Had the wife helping me today and... I blew up at her. It was taking her forever to spot about 20 sheets worth of screws and she left heavy edges on about 50% of them. So I give her my angle box and pump to clean. She is outside cleaning this stuff for what seems like an eternaty. I go to check on her and she is yelling at me because she is soaking wet. She is pumping water through the pump directly into the wind and it is all blowing back on her.:blink: Also, the garden hose doesn't have a nozzle on it and she has it running at her feet. She is standing in about an inch of water. Anyway, I had enough of her messing up and the fact of her yelling at me about getting wet was the last straw. I screamed at her and she started crying. I had to apologize to her for what she described as being a ****.

But, it is all okay now. I will be sleeping on the couch and fixing my own meals. Looking back, it would have been best to keep my mouth shut and deal with it.


----------



## Mudshark (Feb 8, 2009)

For those times when I would "lose it" on some of the larger sites, (usually the insulators or the electricians) one of my buddies would come up to me and say: *HAPPY THOUGHTS... HAPPY THOUGHTS* - It helped.


----------



## Whosnxt1776 (Oct 4, 2012)

I just keep my earphones turned up and and the music flowing. Dont hear a peep outta me....haha

Its Dads job to jaw with the GCs n other subs....


----------



## moore (Dec 2, 2010)

Whosnxt1776 said:


> I just keep my earphones turned up and and the music flowing. Dont hear a peep outta me....haha
> 
> Its Dads job to jaw with the GCs n other subs....


oh those were the days!!!!!:whistling2:


----------



## 2buckcanuck (Jul 9, 2010)

Got you all beat:yes:

On a Monday:furious:,,,,, The DWC comes up to me and says " kelly, you aren't using a nail spotter on my job are you, I want no nail spotters on my job:furious:"

I quit on him a few years back, over the same argument. He had a ego of "how could you not want to work for someone like me:blink:"

Now he's back at it again,since we went back to him a year and a half ago. He will brag in front of us to builders were his best crew, and we never get sent back. We get stuck with the houses the other tapers don't want to do, or have a big push on them.

It was one hell of a battle, since I never back down, but he was like this  when I told 2bjr to run the power sander over some of the screws, he was like wow, that things fast....

He sorta apologized to me, saying he didn't want to get me mad, then we proceeded to argue about square foot of house. He was doing a favour for the builder, so he don't know the count. Rocker told me 15,000, well he's trying to say 11,000.

Should put up the vid of the house, but it's not too good.....

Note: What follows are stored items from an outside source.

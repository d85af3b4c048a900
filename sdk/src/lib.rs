//! Client for per-publication revenue shares.
//!
//! A revenue share is a shared SPL token account plus a 463-byte state account
//! listing up to eleven members (the platform fee account first), their shares
//! in basis points and what each has withdrawn so far.

pub mod allocator;
pub mod amount;
pub mod client;
pub mod config;
pub mod constants;
pub mod errors;
pub mod instructions;
pub mod ledger;
pub mod state;
pub mod summary;
pub mod wallet;

pub use allocator::{allocate, remaining_percentage, MemberShare, ShareAllocation};
pub use amount::Amount;
pub use client::{max_withdrawable, InitializedAccounts, RevenueShareClient};
pub use config::RevenueShareConfig;
pub use errors::{
    ConfigError, LedgerError, Outcome, Phase, Result, RevenueShareError, WalletError,
};
pub use ledger::{ConfirmationStatus, Ledger, RpcLedger};
pub use state::{encode, encode_shares, RevenueShareRecord};
pub use summary::RevenueShareSummary;
pub use wallet::{KeypairWallet, SessionState, Wallet, WalletSession};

getting sick of this town, the DWC's treat you like hour workers, instead of p/w


----------



## sdrdrywall (Sep 4, 2010)

What's 4000sq ft. ....you're lu:whistling2:cky he gives you work


----------



## SlimPickins (Aug 10, 2010)

2buckcanuck said:


> so he don't know the count.



:confused1: :innocent: :no:


----------



## chris (Apr 13, 2011)

call the supply house:yes: problem solved


----------



## evolve991 (Jan 24, 2008)

Gotta love that hourly mentality! All those " you just hafta"s add up to a day or two free labor for those shysters


----------



## moore (Dec 2, 2010)

They have TODAY! To get this straight. The hangers start tomorrow ! Guess what? They got it right on there 2nd go.:blink:
That tells me ....They could have loaded it right the first time.:whistling2:

This never happens with our main drywall supplier. Only the [email protected] supplys . They pull the board off a flatbed one sheet at a time.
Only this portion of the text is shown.